At Thu, 22 Apr 2010 04:37:04 -0400, Hans de Goede wrote:
While working on the sound suspend / resume problems with my laptop I noticed that the hardware volume handling code in essence just detects key presses, and then does some hardcoded modification of the master volume based on which key is pressed.
This made me think that clearly the right thing to do here is just report these keypresses to userspace as keypresses using an input device and let userspace decide what to with them.
This patch does this, getting rid of the ugly direct ac97 writes from the tasklet, the ac97lock and the need for using a tasklet in general.

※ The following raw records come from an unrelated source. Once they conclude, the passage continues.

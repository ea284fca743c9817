use serde::{Deserialize, Serialize};

pub use kurbo::{Point, Rect};

/// Renderable triangle mesh in document coordinates.
#[derive(Debug, Clone, Default, PartialEq, Serialize, Deserialize)]
pub struct Mesh {
    /// Vertex positions, `[x, y]`.
    pub positions: Vec<[f32; 2]>,
    /// Triangle list indices into `positions`.
    pub indices: Vec<u32>,
}

impl Mesh {
    /// Return `true` when the mesh has no triangles.
    pub fn is_empty(&self) -> bool {
        self.indices.is_empty()
    }

    /// Number of vertices.
    pub fn vertex_count(&self) -> usize {
        self.positions.len()
    }

    /// Number of triangles.
    pub fn triangle_count(&self) -> usize {
        self.indices.len() / 3
    }
}

/// One visually distinct shape extracted from a rendered request.
///
/// Immutable after creation; a changed input produces an entirely new
/// [`Expression`] rather than mutating glyphs in place. Compared by content
/// so callers can skip redundant scene updates.
#[derive(Debug, Clone, PartialEq, Serialize, Deserialize)]
pub struct GlyphGeometry {
    /// Tessellated fill mesh.
    pub mesh: Mesh,
    /// Axis-aligned bounds over the mesh vertices.
    pub bounds: Rect,
    /// Anchor position for this shape (bounds center). Reporting metadata;
    /// vertex positions are already absolute and are never re-derived from
    /// the anchor.
    pub anchor: Point,
}

/// The full ordered set of glyph geometries for one rendered request.
///
/// Equality is element-wise sequence equality.
#[derive(Debug, Clone, Default, PartialEq, Serialize, Deserialize)]
pub struct Expression {
    glyphs: Vec<GlyphGeometry>,
}

impl Expression {
    /// Wrap an ordered glyph sequence.
    pub fn new(glyphs: Vec<GlyphGeometry>) -> Self {
        Self { glyphs }
    }

    /// Borrow the glyphs in document order.
    pub fn glyphs(&self) -> &[GlyphGeometry] {
        &self.glyphs
    }

    /// Number of glyph shapes.
    pub fn len(&self) -> usize {
        self.glyphs.len()
    }

    /// Return `true` when the expression rendered to nothing (including the
    /// soft-failure path for malformed vector documents).
    pub fn is_empty(&self) -> bool {
        self.glyphs.is_empty()
    }

    /// Union of all member glyph bounds, or `None` when empty.
    pub fn bounding_box(&self) -> Option<Rect> {
        let mut it = self.glyphs.iter();
        let first = it.next()?.bounds;
        Some(it.fold(first, |acc, g| acc.union(g.bounds)))
    }
}

impl IntoIterator for Expression {
    type Item = GlyphGeometry;
    type IntoIter = std::vec::IntoIter<GlyphGeometry>;

    fn into_iter(self) -> Self::IntoIter {
        self.glyphs.into_iter()
    }
}
//! Boundary data model: the glyph geometry handed back to callers.

/// Meshes, glyphs, and expressions.
pub mod glyph;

As an added bonus the keys now work identical to volume keys on a (usb) keyboard with multimedia keys, providing visual feedback of the volume level change, and a better range of the volume control (with a properly configured desktop environment).
I like the basic idea. However, two points to be fixed:
- We need a kconfig to keep the old behavior. We are not allowed to give any regression in general.
- CONFIG_INPUT is tristate. It can be a module, thus the dependency is a bit messy. Imagine you want to build snd-maestro3 into kernel while CONFIG_INPUT=m is given.
A hack to avoid to avoid the dependency is to create a bool Kconfig to specify whether input feature is added or not; this is anyway needed for the first reason above. Suppose it CONFIG_SND_MAESTRO3_INPUT.
Then it looks like:
config SND_MAESTRO3_INPUT bool "enable input device for maestro3 volume switches" depends on SND_MAESTRO3 depends on INPUT=y || INPUT=SND_MAESTRO3 help ....
Then you can use "#ifdef CONFIG_SND_MAESTRO3_INPUT" to determine compile condition. If this isn't defined, keep the old behavior, i.e. controlling ac97 registers directly.